Only returns one dataset if num=False. DataFrames: Multiple dataframes and objects if num=True.

Return type

DataFrame

nucml.datasets.load_exfor_raw(mode='neutrons')[source]

Loads the original EXFOR library.

Parameters

mode (str, optional) – Projectile type to load data for. Defaults to “neutrons”. Options also include “alphas”, “deuterons”, “gammas”, “helions”, and “protons”.

Returns

pd.DataFrame

nucml.datasets.load_ripl_parameters()[source]

Loads the RIPL level cut-off parameters file.

Returns

DataFrame

nucml.general_utilities module

nucml.general_utilities.check_if_files_exist(files_list)[source]

Checks if all files in a list of filepaths exists.

Parameters

files_list (list) – List of relative or absolute path-like strings to check for existence.

Returns

True if all exists, False if more than one does not exist.

Return type

bool

nucml.general_utilities.func(x, c, d)[source]

Line equation function. Used to interpolate AME features.

Parameters
  • x (int or float) – Input parameter.

  • c (int or float) – Intercept parameter.

  • d (int or float) – Weight parameter.

Returns

Linear equation result.

Return type

float

nucml.general_utilities.get_files_w_extension(directory, extension)[source]

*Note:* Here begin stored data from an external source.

//! First-seen ordering of block labels across every processed file.
//!
//! Files are merged in a fixed order; each file appends the labels it
//! introduces, in the order its blocks occur. A label's position never changes
//! once it has been inserted.

use crate::core::segment::Block;
use serde::Serialize;
use std::collections::HashSet;

/// Ordered, deduplicated set of block labels.
#[derive(Debug, Clone, Default, PartialEq, Eq, Serialize)]
pub struct GlobalBlockOrder {
    labels: Vec<String>,
    #[serde(skip)]
    seen: HashSet<String>,
}

impl GlobalBlockOrder {
    pub fn new() -> Self {
        Self::default()
    }

    /// Merge the block labels of one file, in that file's block order.
    ///
    /// Returns the number of labels that were new.
    pub fn observe_file<I, S>(&mut self, labels: I) -> usize
    where
        I: IntoIterator<Item = S>,
        S: AsRef<str>,
    {
        let mut added = 0;
        for label in labels {
            let label = label.as_ref();
            if self.seen.insert(label.to_string()) {
                self.labels.push(label.to_string());
                added += 1;
            }
        }
        added
    }

    pub fn labels(&self) -> &[String] {
        &self.labels
    }

    pub fn len(&self) -> usize {
        self.labels.len()
    }

    pub fn is_empty(&self) -> bool {
        self.labels.is_empty()
    }

    pub fn contains(&self, label: &str) -> bool {
        self.seen.contains(label)
    }

    pub fn position(&self, label: &str) -> Option<usize> {
        self.labels.iter().position(|l| l == label)
    }

    /// Order a set of column labels by first appearance.
    ///
    /// Only labels in `present` are returned. Labels this order has never seen
    /// go last, sorted lexicographically.
    pub fn arrange<'a, I>(&self, present: I) -> Vec<String>
    where
        I: IntoIterator<Item = &'a str>,
    {
        let present: HashSet<&str> = present.into_iter().collect();

        let mut columns: Vec<String> = self
            .labels
            .iter()
            .filter(|label| present.contains(label.as_str()))
            .cloned()
            .collect();

        let mut unknown: Vec<&str> = present
            .into_iter()
            .filter(|label| !self.seen.contains(*label))
            .collect();
        unknown.sort_unstable();
        columns.extend(unknown.into_iter().map(str::to_string));

        columns
    }
}

/// Distinct block labels of one file, in first-occurrence order.
pub fn distinct_block_labels(blocks: &[Block]) -> Vec<String> {
    let mut seen = HashSet::new();
    let mut labels = Vec::new();
    for block in blocks {
        if seen.insert(block.label.as_str()) {
            labels.push(block.label.clone());
        }
    }
    labels
}
//! Reader for concentration data already exported by the conversion service.
//!
//! Expected layout:
//!
//! ```json
//! {
//!   "channels": ["S1_D1 hbo", "S1_D1 hbr"],
//!   "sample_rate": 5.0,
//!   "data": [[0.1, 0.2, ...], [0.0, -0.1, ...]],
//!   "annotations": [{ "sample": 0, "label": "Rest" }, { "sample": 50 }]
//! }
//! ```

use super::types::{ConvertedRecording, EventAnnotation, RawHemoSeries};
use super::{HemoConverter, SourceError};
use serde::Deserialize;
use std::path::Path;

#[derive(Debug, Deserialize)]
struct HemoExport {
    channels: Vec<String>,
    sample_rate: f64,
    data: Vec<Vec<f64>>,
    #[serde(default)]
    annotations: Vec<EventAnnotation>,
}

/// Loads `.json` concentration exports.
#[derive(Debug, Clone, Copy, Default)]
pub struct JsonExportConverter;

impl JsonExportConverter {
    pub fn new() -> Self {
        Self
    }

    /// Parse an export from an in-memory string.
    pub fn parse(text: &str, origin: &str) -> Result<ConvertedRecording, SourceError> {
        let export: HemoExport = serde_json::from_str(text).map_err(|e| SourceError::Parse {
            path: origin.to_string(),
            message: e.to_string(),
        })?;

        let series = RawHemoSeries::new(export.channels, export.sample_rate, export.data)?;
        Ok(ConvertedRecording {
            series,
            annotations: export.annotations,
        })
    }
}

impl HemoConverter for JsonExportConverter {
    fn convert(&self, path: &Path) -> Result<ConvertedRecording, SourceError> {
        let origin = path.display().to_string();
        let text = std::fs::read_to_string(path).map_err(|source| SourceError::Io {
            path: origin.clone(),
            source,
        })?;
        Self::parse(&text, &origin)
    }
}
//! Converted hemoglobin recordings as handed over by the conversion service.
//!
//! These types are produced once per input file and consumed read-only by the
//! aggregation core.

use serde::{Deserialize, Serialize};
use thiserror::Error;

/// Errors raised when a converted series does not have a consistent shape.
#[derive(Debug, Error, PartialEq)]
pub enum SeriesError {
    #[error("sample rate must be positive and finite, got {0}")]
    InvalidSampleRate(f64),
    #[error("{labels} channel labels but {rows} data rows")]
    ChannelCountMismatch { labels: usize, rows: usize },
    #[error("channel '{channel}' has {found} samples, expected {expected}")]
    RaggedChannel {
        channel: String,
        expected: usize,
        found: usize,
    },
}

/// A per-channel hemoglobin concentration time series.
///
/// Shape is `[channels × samples]`; every channel holds the same number of
/// samples. Construct through [`RawHemoSeries::new`] so the shape is checked.
#[derive(Debug, Clone, Serialize, Deserialize)]
pub struct RawHemoSeries {
    channel_names: Vec<String>,
    sample_rate: f64,
    data: Vec<Vec<f64>>,
}

impl RawHemoSeries {
    /// Validate and wrap a converted series.
    pub fn new(
        channel_names: Vec<String>,
        sample_rate: f64,
        data: Vec<Vec<f64>>,
    ) -> Result<Self, SeriesError> {
        if !(sample_rate.is_finite() && sample_rate > 0.0) {
            return Err(SeriesError::InvalidSampleRate(sample_rate));
        }
        if channel_names.len() != data.len() {
            return Err(SeriesError::ChannelCountMismatch {
                labels: channel_names.len(),
                rows: data.len(),
            });
        }
        let expected = data.first().map(Vec::len).unwrap_or(0);
        for (name, row) in channel_names.iter().zip(&data) {
            if row.len() != expected {
                return Err(SeriesError::RaggedChannel {
                    channel: name.clone(),
                    expected,
                    found: row.len(),
                });
            }
        }

        Ok(Self {
            channel_names,
            sample_rate,
            data,
        })
    }

    pub fn channel_names(&self) -> &[String] {
        &self.channel_names
    }

    /// Sampling frequency in Hz.
    pub fn sample_rate(&self) -> f64 {
        self.sample_rate
    }

    pub fn n_channels(&self) -> usize {
        self.channel_names.len()
    }

    pub fn n_samples(&self) -> usize {
        self.data.first().map(Vec::len).unwrap_or(0)
    }

    /// All samples of one channel.
    pub fn channel(&self, index: usize) -> Option<&[f64]> {
        self.data.get(index).map(Vec::as_slice)
    }

    /// Iterate `(label, samples)` pairs in channel order.
    pub fn channels(&self) -> impl Iterator<Item = (&str, &[f64])> {
        self.channel_names
            .iter()
            .map(String::as_str)
            .zip(self.data.iter().map(Vec::as_slice))
    }
}

/// A timestamped event marker.
#[derive(Debug, Clone, PartialEq, Eq, Serialize, Deserialize)]
pub struct EventAnnotation {
    /// Sample index at which the event starts
    pub sample: usize,
    /// Condition label, if the converter could resolve one
    #[serde(default)]
    pub label: Option<String>,
}

impl EventAnnotation {
    pub fn new(sample: usize, label: impl Into<String>) -> Self {
        Self {
            sample,
            label: Some(label.into()),
        }
    }

    /// A marker whose label could not be resolved.
    pub fn unlabeled(sample: usize) -> Self {
        Self {
            sample,
            label: None,
        }
    }
}

/// Output of the conversion service for one input file.
#[derive(Debug, Clone)]
pub struct ConvertedRecording {
    pub series: RawHemoSeries,
    pub annotations: Vec<EventAnnotation>,
}

#[cfg(test)]
mod tests {
    use super::*;

    #[test]
    fn test_series_shape_accessors() {
        let series = RawHemoSeries::new(
            vec!["S1_D1 hbo".into(), "S1_D1 hbr".into()],
            5.0,
            vec![vec![1.0, 2.0, 3.0], vec![4.0, 5.0, 6.0]],
        )
        .unwrap();

        assert_eq!(series.n_channels(), 2);
        assert_eq!(series.n_samples(), 3);
        assert_eq!(series.channel(1), Some(&[4.0, 5.0, 6.0][..]));
        assert!(series.channel(2).is_none());
    }

    #[test]
    fn test_series_rejects_bad_rate() {
        let err = RawHemoSeries::new(vec![], 0.0, vec![]).unwrap_err();
        assert_eq!(err, SeriesError::InvalidSampleRate(0.0));

        assert!(RawHemoSeries::new(vec![], f64::NAN, vec![]).is_err());
    }

    #[test]
    fn test_series_rejects_ragged_rows() {
        let err = RawHemoSeries::new(
            vec!["a".into(), "b".into()],
            10.0,
            vec![vec![1.0, 2.0], vec![1.0]],
        )
        .unwrap_err();

        assert!(matches!(err, SeriesError::RaggedChannel { found: 1, .. }));
    }

    #[test]
    fn test_series_rejects_label_count_mismatch() {
        let err = RawHemoSeries::new(vec!["a".into()], 10.0, vec![]).unwrap_err();
        assert_eq!(err, SeriesError::ChannelCountMismatch { labels: 1, rows: 0 });
    }
}
//! Hand-off of region tables to a visualization renderer.
//!
//! Drawing is not done here. A [`RegionRenderer`] receives each region table
//! as a `(region, table)` pair; the bundled [`HeatmapSpecRenderer`] writes a
//! heatmap description that an external plotting tool can draw as-is.

use crate::core::pivot::PivotTable;
use crate::report::RegionStems;
use chrono::Utc;
use serde::Serialize;
use std::path::{Path, PathBuf};
use std::sync::{Mutex, PoisonError};
use thiserror::Error;

/// Diverging colormap used for concentration changes.
pub const HEATMAP_COLORMAP: &str = "RdYlBu_r";

/// Errors raised by a renderer for one region.
#[derive(Debug, Error)]
pub enum RenderError {
    #[error("failed to write {path}: {source}")]
    Io {
        path: String,
        #[source]
        source: std::io::Error,
    },
    #[error("failed to serialize heatmap for {region}: {message}")]
    Serialize { region: String, message: String },
}

/// Receiver of finished region tables.
pub trait RegionRenderer {
    /// Render one region; returns the artifact path when one is produced.
    fn render(&self, region: &str, table: &PivotTable) -> Result<Option<PathBuf>, RenderError>;
}

/// Heatmap description of one region table.
#[derive(Debug, Clone, Serialize)]
pub struct HeatmapSpec<'a> {
    pub title: String,
    pub x_label: &'static str,
    pub y_label: &'static str,
    pub colorbar_label: &'static str,
    pub colormap: &'static str,
    pub center: f64,
    pub value_format: &'static str,
    pub rows: &'a [String],
    pub columns: &'a [String],
    /// Row-major cells; `null` marks "no value"
    pub values: Vec<&'a [Option<f64>]>,
    pub generated_at: String,
}

impl<'a> HeatmapSpec<'a> {
    pub fn new(region: &str, table: &'a PivotTable) -> Self {
        let values = (0..table.rows().len())
            .filter_map(|i| table.row_values(i))
            .collect();

        Self {
            title: format!("HbO Averages: {region}"),
            x_label: "Block",
            y_label: "Trial",
            colorbar_label: "HbO Concentration Change",
            colormap: HEATMAP_COLORMAP,
            center: 0.0,
            value_format: ".2e",
            rows: table.rows(),
            columns: table.columns(),
            values,
            generated_at: Utc::now().to_rfc3339(),
        }
    }
}

/// Writes `heatmap_<region>.json` descriptions into a figures directory.
///
/// Regions whose safe names coincide get distinct files, numbered in the order
/// they are first rendered.
#[derive(Debug)]
pub struct HeatmapSpecRenderer {
    figures_dir: PathBuf,
    stems: Mutex<RegionStems>,
}

impl HeatmapSpecRenderer {
    pub fn new(figures_dir: impl Into<PathBuf>) -> Self {
        Self {
            figures_dir: figures_dir.into(),
            stems: Mutex::new(RegionStems::new()),
        }
    }

    pub fn figures_dir(&self) -> &Path {
        &self.figures_dir
    }

    /// Path of the artifact for a region.
    pub fn artifact_path(&self, region: &str) -> PathBuf {
        let stem = self
            .stems
            .lock()
            .unwrap_or_else(PoisonError::into_inner)
            .stem(region);
        self.figures_dir.join(format!("heatmap_{stem}.json"))
    }
}

impl RegionRenderer for HeatmapSpecRenderer {
    fn render(&self, region: &str, table: &PivotTable) -> Result<Option<PathBuf>, RenderError> {
        let spec = HeatmapSpec::new(region, table);
        let json = serde_json::to_string_pretty(&spec).map_err(|e| RenderError::Serialize {
            region: region.to_string(),
            message: e.to_string(),
        })?;

        let path = self.artifact_path(region);
        std::fs::write(&path, json).map_err(|source| RenderError::Io {
            path: path.display().to_string(),
            source,
        })?;
        Ok(Some(path))
    }
}

/// Renderer that accepts every table and produces nothing.
#[derive(Debug, Clone, Copy, Default)]
pub struct NoopRenderer;

impl RegionRenderer for NoopRenderer {
    fn render(&self, _region: &str, _table: &PivotTable) -> Result<Option<PathBuf>, RenderError> {
        Ok(None)
    }
}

Gets a list of relative paths to files that match the given extension in the given directory.

Parameters
  • directory (str) – Path-like string to the directory where the search will be conducted.

  • extension (str) – The extension for which to search files in the directory and all subdirectories (i.e. “.csv”).

Returns

Contains relative path to each encountered file containing the given extension.

Return type

list

nucml.general_utilities.initialize_directories(directory, reset=False)[source]

Creates and/or resets the given directory path.

Parameters
  • directory (str) – Path-like string to directory to create and/or reset.

  • reset (bool, optional) – If True, the directory will be deleted and created again.

Returns

None

nucml.general_utilities.load_obj(file_path)[source]

Loads a saved pickle python object.

Parameters

file_path (str) – Path-like string to the object to be loaded.

Returns

object

nucml.general_utilities.parse_isotope(isotope, parse_for='ENDF')[source]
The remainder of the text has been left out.